Most of the time. :?


----------



## 17545 (Feb 14, 2007)

Me three.


----------



## pfpc (Aug 22, 2004)

Ever since I got dp it's been impossible for me to feel loneliness. I think it has something to do with the emotional blunting.


----------



## ?real?ity? (Feb 18, 2007)

yeah. but that's what human is. who cares if someone understands you? honestly, in my opinion, it wouldn't make a difference. plus if your trying to describe to someone who hasn't experienced derealization, they're just going to look at you puzzled and probably get scared. hahah

although i do know what its like to feel empty. that sucks. kind of like your weightless


----------



## Pablo (Sep 1, 2005)

noblesse oblige said:


> Ever since I got dp it's been impossible for me to feel loneliness. I think it has something to do with the emotional blunting.

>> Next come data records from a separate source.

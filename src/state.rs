//! The `State` facade: a uniform API over the four journals, tied to a
//! state-root token for snapshot/revert/commit, plus block context and the
//! EIP-2929 warm-address/storage bookkeeping.

use crate::constants::BLOCK_HASH_WINDOW;
use crate::db::account_info::AccountInfoDB;
use crate::db::account_storage::AccountStorageDB;
use crate::db::code::CodeDB;
use crate::db::transient::TransientDB;
use crate::db::Database;
use crate::errors::{DatabaseError, ValidationError};
use crate::execution_context::ExecutionContext;
use crate::oracle::BlockHashOracle;
use crate::types::{Account, Address, Code, Hash32, Word};
use std::collections::HashSet;

/// An opaque token identifying a point in state history a `revert`/`commit`
/// pair is anchored to. The checkpoint id is the only part that matters
/// for correctness; `state_root` is carried for interface completeness
/// (see `DESIGN.md` on stub state roots) and is just the checkpoint id
/// reinterpreted as 32 bytes.
#[derive(Debug, Clone, Copy, PartialEq, Eq)]
pub struct Snapshot {
    pub state_root: Hash32,
    checkpoint_id: u64,
}

pub struct State<'a> {
    pub db: &'a mut dyn Database,
    pub oracle: &'a dyn BlockHashOracle,
    pub context: ExecutionContext,
    accounts: AccountInfoDB,
    storage: AccountStorageDB,
    code: CodeDB,
    transient: TransientDB,
    warm_addresses: HashSet<Address>,
    warm_storage: HashSet<(Address, Word)>,
}

impl<'a> State<'a> {
    pub fn new(db: &'a mut dyn Database, oracle: &'a dyn BlockHashOracle, context: ExecutionContext) -> Self {
        Self {
            db,
            oracle,
            context,
            accounts: AccountInfoDB::new(),
            storage: AccountStorageDB::new(),
            code: CodeDB::new(),
            transient: TransientDB::new(),
            warm_addresses: HashSet::new(),
            warm_storage: HashSet::new(),
        }
    }

    pub fn get_account(&mut self, address: Address) -> Result<Account, DatabaseError> {
        self.accounts.get(self.db, address)
    }

    pub fn set_account(&mut self, address: Address, account: Account) {
        self.accounts.set(address, account);
    }

    pub fn get_balance(&mut self, address: Address) -> Result<Word, DatabaseError> {
        Ok(self.get_account(address)?.balance)
    }

    pub fn set_balance(&mut self, address: Address, balance: Word) -> Result<(), DatabaseError> {
        let mut account = self.get_account(address)?;
        account.balance = balance;
        self.set_account(address, account);
        Ok(())
    }

    pub fn get_nonce(&mut self, address: Address) -> Result<u64, DatabaseError> {
        Ok(self.get_account(address)?.nonce)
    }

    pub fn increment_nonce(&mut self, address: Address) -> Result<u64, DatabaseError> {
        let mut account = self.get_account(address)?;
        account.nonce = account.nonce.saturating_add(1);
        let nonce = account.nonce;
        self.set_account(address, account);
        Ok(nonce)
    }

    pub fn get_code(&mut self, address: Address) -> Result<Code, DatabaseError> {
        let account = self.get_account(address)?;
        self.code.get(self.db, account.code_hash)
    }

    pub fn get_code_by_hash(&mut self, code_hash: Hash32) -> Result<Code, DatabaseError> {
        self.code.get(self.db, code_hash)
    }

    pub fn set_code(&mut self, address: Address, code: Code) -> Result<(), DatabaseError> {
        let hash = self.code.set(code);
        let mut account = self.get_account(address)?;
        account.code_hash = hash;
        self.set_account(address, account);
        Ok(())
    }

    pub fn get_storage(&mut self, address: Address, slot: Word) -> Result<Word, DatabaseError> {
        self.storage.get(self.db, address, slot)
    }

    pub fn set_storage(&mut self, address: Address, slot: Word, value: Word) -> Result<(), DatabaseError> {
        self.storage.set(self.db, address, slot, value)
    }

    pub fn get_transient(&mut self, address: Address, slot: Word) -> Word {
        self.transient.get(address, slot)
    }

    pub fn set_transient(&mut self, address: Address, slot: Word, value: Word) {
        self.transient.set(address, slot, value);
    }

    pub fn clear_transient_for_new_transaction(&mut self) {
        self.transient.clear_for_new_transaction();
        self.warm_addresses.clear();
        self.warm_storage.clear();
    }

    pub fn is_address_warm(&self, address: Address) -> bool {
        self.warm_addresses.contains(&address) || is_precompile(address)
    }

    pub fn mark_address_warm(&mut self, address: Address) {
        self.warm_addresses.insert(address);
    }

    pub fn is_storage_warm(&self, address: Address, slot: Word) -> bool {
        self.warm_storage.contains(&(address, slot))
    }

    pub fn mark_storage_warm(&mut self, address: Address, slot: Word) {
        self.warm_storage.insert((address, slot));
    }

    /// Returns the hash of block `n` if it lies within the 256-block
    /// window preceding the current block; `None` otherwise, including
    /// when the oracle itself has no answer.
    pub fn get_ancestor_hash(&self, n: u64) -> Option<Hash32> {
        let current = self.context.block_number;
        if n >= current {
            return None;
        }
        let distance = current - n;
        if distance == 0 || distance > BLOCK_HASH_WINDOW {
            return None;
        }
        self.oracle.get_block_hash(n).ok().flatten()
    }

    /// Records a joint checkpoint across the account-info, storage, code
    /// and transient tiers, all sharing one id so a single `revert`/
    /// `commit` rolls back (or locks in) all four together.
    pub fn snapshot(&mut self) -> Result<Snapshot, ValidationError> {
        let id = crate::journal::next_checkpoint_id();
        self.accounts.record_with_id(id)?;
        self.storage.record_with_id(id)?;
        self.code.record_with_id(id)?;
        self.transient.record_with_id(id)?;
        let mut root_bytes = [0u8; 32];
        root_bytes[24..].copy_from_slice(&id.to_be_bytes());
        Ok(Snapshot {
            state_root: Hash32::from(root_bytes),
            checkpoint_id: id,
        })
    }

    pub fn revert(&mut self, snapshot: Snapshot) -> Result<(), ValidationError> {
        self.accounts.discard(snapshot.checkpoint_id)?;
        self.storage.discard(snapshot.checkpoint_id)?;
        self.code.discard(snapshot.checkpoint_id)?;
        self.transient.discard(snapshot.checkpoint_id)?;
        Ok(())
    }

    pub fn commit(&mut self, snapshot: Snapshot) -> Result<(), ValidationError> {
        self.accounts.commit(snapshot.checkpoint_id)?;
        self.storage.commit(snapshot.checkpoint_id)?;
        self.code.commit(snapshot.checkpoint_id)?;
        self.transient.commit(snapshot.checkpoint_id)?;
        Ok(())
    }

    /// Flushes every journal's overlay diff down to the backing store.
    pub fn persist(&mut self) {
        self.accounts.persist(self.db);
        self.storage.persist(self.db);
        self.code.persist(self.db);
    }
}

fn is_precompile(address: Address) -> bool {
    let bytes = address.as_bytes();
    bytes[..19].iter().all(|b| *b == 0) && (1..=10).contains(&bytes[19])
}

#[cfg(test)]
mod tests {
    use super::*;
    use crate::db::memory_store::InMemoryDatabase;
    use crate::oracle::NullOracle;

    #[test]
    fn snapshot_revert_round_trips_balance() {
        let mut db = InMemoryDatabase::new();
        let oracle = NullOracle;
        let mut state = State::new(&mut db, &oracle, ExecutionContext::genesis(1));
        let addr = Address::repeat_byte(0x09);
        state.set_balance(addr, Word::from(10)).unwrap();

        let snap = state.snapshot().unwrap();
        state.set_balance(addr, Word::from(999)).unwrap();
        state.revert(snap).unwrap();

        assert_eq!(state.get_balance(addr).unwrap(), Word::from(10));
    }

    #[test]
    fn commit_then_discard_of_ancestor_fails() {
        let mut db = InMemoryDatabase::new();
        let oracle = NullOracle;
        let mut state = State::new(&mut db, &oracle, ExecutionContext::genesis(1));
        let outer = state.snapshot().unwrap();
        let inner = state.snapshot().unwrap();
        state.commit(inner).unwrap();
        state.commit(outer).unwrap();
        assert!(state.revert(outer).is_err());
    }
}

Same here I feel less lonely


----------



## ?real?ity? (Feb 18, 2007)

i guess i feel more lonely, but even if i have someone to unlonlefy me (yeah i own at making up words) i still feel lonely, so i guess i'm just empty


----------



## closetome (Nov 16, 2006)

I'm so alone. I always phone up my friend on Monday and ask him if he wants to play pool and he's like yeah maybe on Saterday. So I wait till saterday and phone him up and he's like nah I'm going over my girlfriends...etc etc It's been like it for four years kind of thing but it's just out of hand now......horrible


----------



## closetome (Nov 16, 2006)

Being lonley for so long I've learnt to cut myself out of everything. People that don't have girlfriend's for so long are usually seen as strange and weird and I've started to belive those people and have that perception of myself. I've become really bitter and resentful and i hate it when people are happy. I havn't been happy fo so long...I can't imagine having any kind of meaningful relationship with the opposite sex....... 8)


----------



## closetome (Nov 16, 2006)

Your right Darren I think I have got low self-esteem. I've probably spent more time alone than some people would in a life time...


----------



## mornhyland (Feb 25, 2007)

I think I feel most alone when I am in a room full of people.


----------



## 17545 (Feb 14, 2007)

I've never had an official "girlfriend", but my best friend is a girl, and we've been just as close in the past as I could ever imagine a real girlfriend being. I figured I'd never be lonely with her around, but it turns out I was wrong. We've grown apart over the past 4 months, since I've gotten DP/DR, and now she's dating someone, so we can't be as intimate as we used to be. Sigh. 
She's the only person I've been able to be myself around since this all started, and even now that she has a boyfriend, she's still a great friend, and I'll always be there for her.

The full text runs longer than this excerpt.